If the filter is clean and the pump strainer empty, the pump motor does not have to work as hard to deliver the required flow rate. Similar to a dimmer switch, the VFD can “dial” the horsepower output up and down as required to meet actual conditions, which results in considerably higher motor efficiencies. VFD packages for pump motors in the 10- to 20hp range run approximately $3,000 to $5,000 (depending on motor size), and many operators have reported 30- to 50 percent electricity cost savings as a result.

Thermal Solar Pool Water Heating

Thermal solar systems produce no air emissions, and installations typically utilize the existing pool circulation pump to discharge water through a series of solar collectors, where a transfer of heat from the sun to the pool water occurs.

Downstream of the pool filtration system (but upstream of the pool heater), a bypass piping system is installed to route the pool water into the solar collectors.

Because the pool heater is activated by low pool water temperature, if the solar system can provide the necessary set-point water temperature, the pool heater is not activated, thereby reducing the run time for the pool heater and the associated cost for natural gas.

Over the past decade, a great deal of interest in solar heating has been expressed by commercial pool operators. With utility rates spiking more recently, this interest has reached a fever pitch. Six years ago, proposing solar was an exercise in political correctness because the payback typically averaged eight to 10 years, and the average life of most systems is 12 years. However, with current natural gas prices, full return on investment now is in the four- to six-year range, which is considerably more attractive to the average pool operator.

Generally, copper and glazed solar panels are the most efficient (and expensive) of the systems available.
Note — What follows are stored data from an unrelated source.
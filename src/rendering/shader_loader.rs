use std::{
    path::{Path, PathBuf},
    sync::{
        mpsc::{self, channel},
        Arc, RwLock,
    },
    time::Duration,
};

use anyhow::Context;
use id_arena::{Arena, Id};
use naga::{
    back::wgsl::WriterFlags,
    valid::{Capabilities, ValidationFlags},
};
use naga_oil::compose::{
    ComposableModuleDescriptor, Composer, NagaModuleDescriptor, ShaderLanguage,
};
use notify_debouncer_mini::{
    new_debouncer_opt, notify::*, DebounceEventResult, DebouncedEventKind, Debouncer,
};
use pollster::block_on;
use wgpu::{naga, PollType, RenderPipeline};

const SHARED_MODULES_FOLDER: &str = "shared";

pub(crate) type PipelineFactory = Box<
    dyn Sync
        + Send
        + Fn(&wgpu::Device, &ShaderDefinition, &str) -> anyhow::Result<wgpu::RenderPipeline>,
>;

#[derive(Debug, Clone)]
pub(crate) struct ShaderDefinition {
    pub name: &'static str,
    /// Relative to the shader folder.
    pub path: &'static str,
}

pub struct ShaderEntry {
    pipeline_id: PipelineId,
    def: ShaderDefinition,
    factory: PipelineFactory,
}

pub type PipelineId = Id<PipelineCacheEntry>;

#[derive(Default)]
pub struct PipelineCacheEntry(Option<wgpu::RenderPipeline>);

impl PipelineCacheEntry {
    pub fn set_pipeline(&mut self, pipeline: wgpu::RenderPipeline) {
        self.0 = Some(pipeline);
    }
}

pub struct PipelineCacheBuilder {
    shaders: Arena<ShaderEntry>,
    pipelines: Arena<PipelineCacheEntry>,
}

impl PipelineCacheBuilder {
    pub fn new() -> Self {
        Self {
            shaders: Arena::new(),
            pipelines: Arena::new(),
        }
    }

    pub(crate) fn add_shader(
        &mut self,
        shader_def: ShaderDefinition,
        factory: PipelineFactory,
    ) -> PipelineId {
        let pipeline_id = self.pipelines.alloc(PipelineCacheEntry::default());
        self.shaders.alloc(ShaderEntry {
            pipeline_id,
            def: shader_def,
            factory,
        });
        pipeline_id
    }

    pub fn build(self) -> PipelineCache {
        PipelineCache {
            shaders: Arc::new(self.shaders),
            pipelines: self.pipelines,
        }
    }
}

pub struct PipelineCache {
    shaders: Arc<Arena<ShaderEntry>>,
    pipelines: Arena<PipelineCacheEntry>,
}

impl PipelineCache {
    pub fn get(&self, id: PipelineId) -> Option<&RenderPipeline> {
        self.pipelines.get(id).and_then(|entry| entry.0.as_ref())
    }

    fn get_entry_mut(&mut self, id: PipelineId) -> Option<&mut PipelineCacheEntry> {
        self.pipelines.get_mut(id)
    }
}

struct ShaderPaths {
    root: PathBuf,
    shared: PathBuf,
}

// Compiles shaders to pipelines, and recompiles them on a watcher thread when they change.
pub(crate) struct ShaderLoader {
    pub cache: PipelineCache,
    device: wgpu::Device,
    paths: Arc<ShaderPaths>,
    receiver: mpsc::Receiver<(&'static str, PipelineId, wgpu::RenderPipeline)>,
    composer: Arc<RwLock<Composer>>,
    _debouncer: Debouncer<RecommendedWatcher>,
}

impl ShaderLoader {
    pub fn new(
        device: wgpu::Device,
        cache_builder: PipelineCacheBuilder,
        shader_folder: &Path,
    ) -> anyhow::Result<Self> {
        let root = shader_folder
            .canonicalize()
            .with_context(|| format!("Shader folder {} not found", shader_folder.display()))?;
        let paths = Arc::new(ShaderPaths {
            shared: root.join(SHARED_MODULES_FOLDER),
            root,
        });

        let cache = cache_builder.build();
        let (send_new_pipelines, recv_new_pipelines) = channel();

        let composer = create_composer(&paths.shared)?;
        let composer = Arc::new(RwLock::new(composer));

        let device_loader = device.clone();
        let shaders = cache.shaders.clone();
        let composer_watcher = composer.clone();
        let paths_watcher = paths.clone();

        let mut debouncer = new_debouncer_opt(
            notify_debouncer_mini::Config::default().with_timeout(Duration::from_millis(100)),
            move |res: DebounceEventResult| {
                let events = match res {
                    Ok(events) => events,
                    Err(e) => {
                        log::error!("Error debouncing shader changes: {}", e);
                        return;
                    }
                };

                for event in events {
                    if event.kind != DebouncedEventKind::Any {
                        continue;
                    }

                    // A shared module change can affect every shader
                    let affected: Vec<&ShaderEntry> = if event.path.starts_with(&paths_watcher.shared)
                    {
                        if let Err(e) = add_shared_module(&composer_watcher, &event.path) {
                            log::error!("Failed to reload shared shader module: {:#}", e);
                            continue;
                        }
                        shaders.iter().map(|(_, entry)| entry).collect()
                    } else {
                        shaders
                            .iter()
                            .map(|(_, entry)| entry)
                            .filter(|entry| event.path.ends_with(entry.def.path))
                            .collect()
                    };

                    for entry in affected {
                        match compile_file(
                            &device_loader,
                            &paths_watcher.root,
                            &entry.def,
                            &entry.factory,
                            &composer_watcher,
                        ) {
                            Ok(pipeline) => {
                                if send_new_pipelines
                                    .send((entry.def.name, entry.pipeline_id, pipeline))
                                    .is_err()
                                {
                                    return;
                                }
                            }
                            Err(e) => log::error!("Failed to reload shader: {:#}", e),
                        }
                    }
                }
            },
        )
        .context("Failed to create shader watcher")?;

        debouncer
            .watcher()
            .watch(&paths.root, RecursiveMode::Recursive)
            .with_context(|| format!("Failed to watch {}", paths.root.display()))?;

        let mut shader_loader = Self {
            device,
            cache,
            paths,
            receiver: recv_new_pipelines,
            composer,
            _debouncer: debouncer,
        };

        shader_loader.create_all_pipelines()?;

        Ok(shader_loader)
    }

    fn create_all_pipelines(&mut self) -> anyhow::Result<()> {
        let shaders = self.cache.shaders.clone();

        for (_, shader) in shaders.iter() {
            let pipeline = compile_file(
                &self.device,
                &self.paths.root,
                &shader.def,
                &shader.factory,
                &self.composer,
            )
            .with_context(|| format!("Failed to compile shader: {}", shader.def.name))?;

            if let Some(entry) = self.cache.get_entry_mut(shader.pipeline_id) {
                entry.set_pipeline(pipeline);
            }
        }

        Ok(())
    }

    pub(crate) fn load_pending_shaders(&mut self) {
        while let Ok((name, pipeline_id, pipeline)) = self.receiver.try_recv() {
            if let Some(entry) = self.cache.get_entry_mut(pipeline_id) {
                log::info!("Shader reloaded: {}", name);
                entry.set_pipeline(pipeline);
            }
        }
    }
}

fn compile_file(
    device: &wgpu::Device,
    shader_folder: &Path,
    shader_def: &ShaderDefinition,
    factory: &PipelineFactory,
    composer: &RwLock<Composer>,
) -> anyhow::Result<wgpu::RenderPipeline> {
    let path = shader_folder.join(shader_def.path);
    let shader_code = std::fs::read_to_string(&path)
        .with_context(|| format!("Failed to read shader file {}", path.display()))?;

    let file_path = path.to_string_lossy().to_string();

    let module = {
        let mut composer = composer
            .write()
            .map_err(|_| anyhow::anyhow!("Shader composer lock poisoned"))?;

        composer
            .make_naga_module(NagaModuleDescriptor {
                file_path: &file_path,
                source: &shader_code,
                ..Default::default()
            })
            .with_context(|| format!("Failed to compose {}", file_path))?
    };

    // wgpu validates again when the module is created
    let info = naga::valid::Validator::new(ValidationFlags::empty(), Capabilities::all())
        .validate(&module)
        .context("Failed to validate Naga module")?;

    let shader_code = naga::back::wgsl::write_string(&module, &info, WriterFlags::empty())
        .context("Failed to convert Naga module to WGSL string")?;

    device.push_error_scope(wgpu::ErrorFilter::Validation);

    let pipeline = factory(device, shader_def, &shader_code);

    device
        .poll(PollType::Wait)
        .context("Failed to poll device after shader compilation")?;

    if let Some(error) = block_on(device.pop_error_scope()) {
        anyhow::bail!(
            "Shader compilation failed for {}: {}",
            shader_def.name,
            error
        );
    }

    pipeline
}

fn add_shared_module(composer: &RwLock<Composer>, path: &Path) -> anyhow::Result<()> {
    if path.extension().map_or(true, |ext| ext != "wgsl") {
        return Ok(());
    }

    let source = std::fs::read_to_string(path)
        .with_context(|| format!("Failed to read shared shader module {}", path.display()))?;
    let file_path = path.to_string_lossy().to_string();

    let mut composer = composer
        .write()
        .map_err(|_| anyhow::anyhow!("Shader composer lock poisoned"))?;

    composer
        .add_composable_module(ComposableModuleDescriptor {
            source: &source,
            file_path: &file_path,
            language: ShaderLanguage::Wgsl,
            ..Default::default()
        })
        .with_context(|| format!("Failed to add shared shader module: {}", file_path))?;

    Ok(())
}

fn create_composer(shared_folder: &Path) -> anyhow::Result<Composer> {
    let composer = RwLock::new(Composer::default());

    let shared_files = std::fs::read_dir(shared_folder).with_context(|| {
        format!(
            "Failed to read shared shader modules directory {}",
            shared_folder.display()
        )
    })?;

    for entry in shared_files {
        let path = entry
            .context("Failed to read entry in shared shader modules directory")?
            .path();

        if path.is_file() {
            add_shared_module(&composer, &path)?;
        }
    }

    composer
        .into_inner()
        .map_err(|_| anyhow::anyhow!("Shader composer lock poisoned"))
}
However, these are less than ideal for commercial aquatics facilities because of the potential for vandalism (kids love to toss rocks at and break the glazed panels). In addition, the high potential for out-of-balance water chemistry within pool water can wreak havoc within the copper piping. For instance, if the pH feed system were to malfunction and drive the pH down below 7.0, copper could precipitate out of the solar heating system and into the pool water, discoloring the pool plaster to the point where it might have to be completely replaced.

For these reasons, the use of nonmetallic solar panels (typically polypropylene or EPDM collectors) is preferred.

Installed costs for this type of passive solar system (assuming suitable mounting space with proper solar orientation is available) run approximately $12 to $18 per square foot of solar panel.

The solar panels required varies greatly by region, but an average of 80 percent of water surface area is common for all but the most sunlight-challenged spots within North America. For an outdoor 25-yard-by-50-meter pool, this translates into a requirement of approximately 10,000 square feet of solar panels, with installed costs ranging from $180,000 to $220,000.

However, with a potential annual operating cost savings of $50,000 to $75,000, passive solar can be an attractive option for many pool operators.